CVE-2026-55069 — HIGH (8.7)

Vulnerability Description

Kestra is an open-source, event-driven orchestration platform. Prior to 1.3.24, this vulnerability exists in the BasicAuth authentication component of the Kestra OSS workflow orchestration platform. An attacker who gains read access to the PostgreSQL database can exploit SHA-512's high computation speed to recover the administrator password offline. In Kubernetes deployments, a successful crack further enables reading of the cluster ServiceAccount Token and all K8s Secrets, achieving vertical privilege escalation. This vulnerability is fixed in 1.3.24.

CVSS Score

8.7

HIGH

CVSS:3.1/AV:N/AC:H/PR:N/UI:N/S:C/C:H/I:H/A:N

Attack Vector

NETWORK

Attack Complexity

HIGH

Privileges Required

NONE

User Interaction

NONE

Scope

CHANGED

Confidentiality

HIGH

Integrity

HIGH

Availability

NONE

Related Weaknesses (CWE)

CWE-916

References

https://github.com/kestra-io/kestra/security/advisories/GHSA-m727-pcjm-j28h

FAQ

What is CVE-2026-55069?

CVE-2026-55069 is a vulnerability with a CVSS score of 8.7 (HIGH). Kestra is an open-source, event-driven orchestration platform. Prior to 1.3.24, this vulnerability exists in the BasicAuth authentication component of the Kestra OSS workflow orchestration platform. A...

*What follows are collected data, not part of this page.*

use std::path::Path;

use serde::{Deserialize, Serialize};

use crate::error::{AppError, Result};
use crate::models::capacity::{CalculatorDefaults, LossFactors};

fn default_host() -> String { "0.0.0.0".to_string() }
fn default_port() -> u16 { 3000 }
fn default_static_dir() -> String { "static".to_string() }
fn default_pump_power_cv() -> f64 { 75.0 }
fn default_operation_hours() -> f64 { 10.0 }

#[derive(Debug, Deserialize, Serialize, Clone)]
pub struct Config {
    #[serde(default)]
    pub server: ServerConfig,
    #[serde(default = "default_static_dir")]
    pub static_dir: String,
    #[serde(default)]
    pub defaults: FormDefaults,
    #[serde(default)]
    pub losses: LossFactors,
}

impl Default for Config {
    fn default() -> Self {
        Self {
            server: ServerConfig::default(),
            static_dir: default_static_dir(),
            defaults: FormDefaults::default(),
            losses: LossFactors::default(),
        }
    }
}

#[derive(Debug, Deserialize, Serialize, Clone)]
pub struct ServerConfig {
    #[serde(default = "default_host")]
    pub host: String,
    #[serde(default = "default_port")]
    pub port: u16,
}

impl Default for ServerConfig {
    fn default() -> Self {
        Self { host: default_host(), port: default_port() }
    }
}

/// Values the form fields start with.
#[derive(Debug, Deserialize, Serialize, Clone)]
pub struct FormDefaults {
    #[serde(default = "default_pump_power_cv")]
    pub pump_power_cv: f64,
    #[serde(default = "default_operation_hours")]
    pub operation_hours: f64,
}

impl Default for FormDefaults {
    fn default() -> Self {
        Self {
            pump_power_cv: default_pump_power_cv(),
            operation_hours: default_operation_hours(),
        }
    }
}

impl Config {
    pub fn load(path: impl AsRef<Path>) -> Result<Self> {
        let path = path.as_ref();
        let content = std::fs::read_to_string(path).map_err(|source| AppError::ConfigIo {
            path: path.display().to_string(),
            source,
        })?;
        Self::from_json(&content).map_err(|source| AppError::ConfigParse {
            path: path.display().to_string(),
            source,
        })
    }

    /// Like [`Config::load`], but a missing file yields the defaults.
    pub fn load_or_default(path: impl AsRef<Path>) -> Result<Self> {
        let path = path.as_ref();
        if path.exists() {
            Self::load(path)
        } else {
            tracing::warn!("{} not found, using built-in defaults", path.display());
            Ok(Self::default())
        }
    }

    pub fn from_json(content: &str) -> std::result::Result<Self, serde_json::Error> {
        serde_json::from_str(content)
    }

    pub fn calculator_defaults(&self) -> CalculatorDefaults {
        CalculatorDefaults {
            pump_power_cv: self.defaults.pump_power_cv,
            operation_hours: self.defaults.operation_hours,
            losses: self.losses,
        }
    }
}

#[cfg(test)]
mod tests {
    use super::*;

    #[test]
    fn empty_object_gives_defaults() {
        let cfg = Config::from_json("{}").unwrap();
        assert_eq!(cfg.server.host, "0.0.0.0");
        assert_eq!(cfg.server.port, 3000);
        assert_eq!(cfg.static_dir, "static");
        assert_eq!(cfg.defaults.pump_power_cv, 75.0);
        assert_eq!(cfg.defaults.operation_hours, 10.0);
        assert_eq!(cfg.losses, LossFactors::default());
    }

    #[test]
    fn default_matches_empty_file() {
        let parsed = Config::from_json("{}").unwrap();
        let built = Config::default();
        assert_eq!(parsed.server.port, built.server.port);
        assert_eq!(parsed.static_dir, built.static_dir);
        assert_eq!(parsed.losses, built.losses);
        assert_eq!(parsed.defaults.pump_power_cv, built.defaults.pump_power_cv);
    }

    #[test]
    fn partial_sections_keep_remaining_defaults() {
        let cfg = Config::from_json(
            r#"{ "server": { "port": 8080 }, "losses": { "inverter_efficiency": 0.95 } }"#,
        )
        .unwrap();
        assert_eq!(cfg.server.port, 8080);
        assert_eq!(cfg.server.host, "0.0.0.0");
        assert_eq!(cfg.losses.inverter_efficiency, 0.95);
        assert_eq!(cfg.losses.ac_loss, 0.03);
    }

    #[test]
    fn missing_file_falls_back_to_defaults() {
        let path = std::env::temp_dir().join("pv-capacity-calculator-missing-config.json");
        let _ = std::fs::remove_file(&path);
        let cfg = Config::load_or_default(&path).unwrap();
        assert_eq!(cfg.server.port, 3000);
        assert!(matches!(Config::load(&path), Err(AppError::ConfigIo { .. })));
    }

    #[test]
    fn malformed_file_is_an_error() {
        let path = std::env::temp_dir().join("pv-capacity-calculator-bad-config.json");
        std::fs::write(&path, "{ not json").unwrap();
        let result = Config::load_or_default(&path);
        let _ = std::fs::remove_file(&path);
        assert!(matches!(result, Err(AppError::ConfigParse { .. })));
    }
}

How severe is CVE-2026-55069?

CVE-2026-55069 has been rated HIGH with a CVSS base score of 8.7/10. Review the CVSS metrics above for detailed severity breakdown.

Is there a patch for CVE-2026-55069?

Check the references section above for vendor advisories and patch information. Review vendor security bulletins for remediation guidance.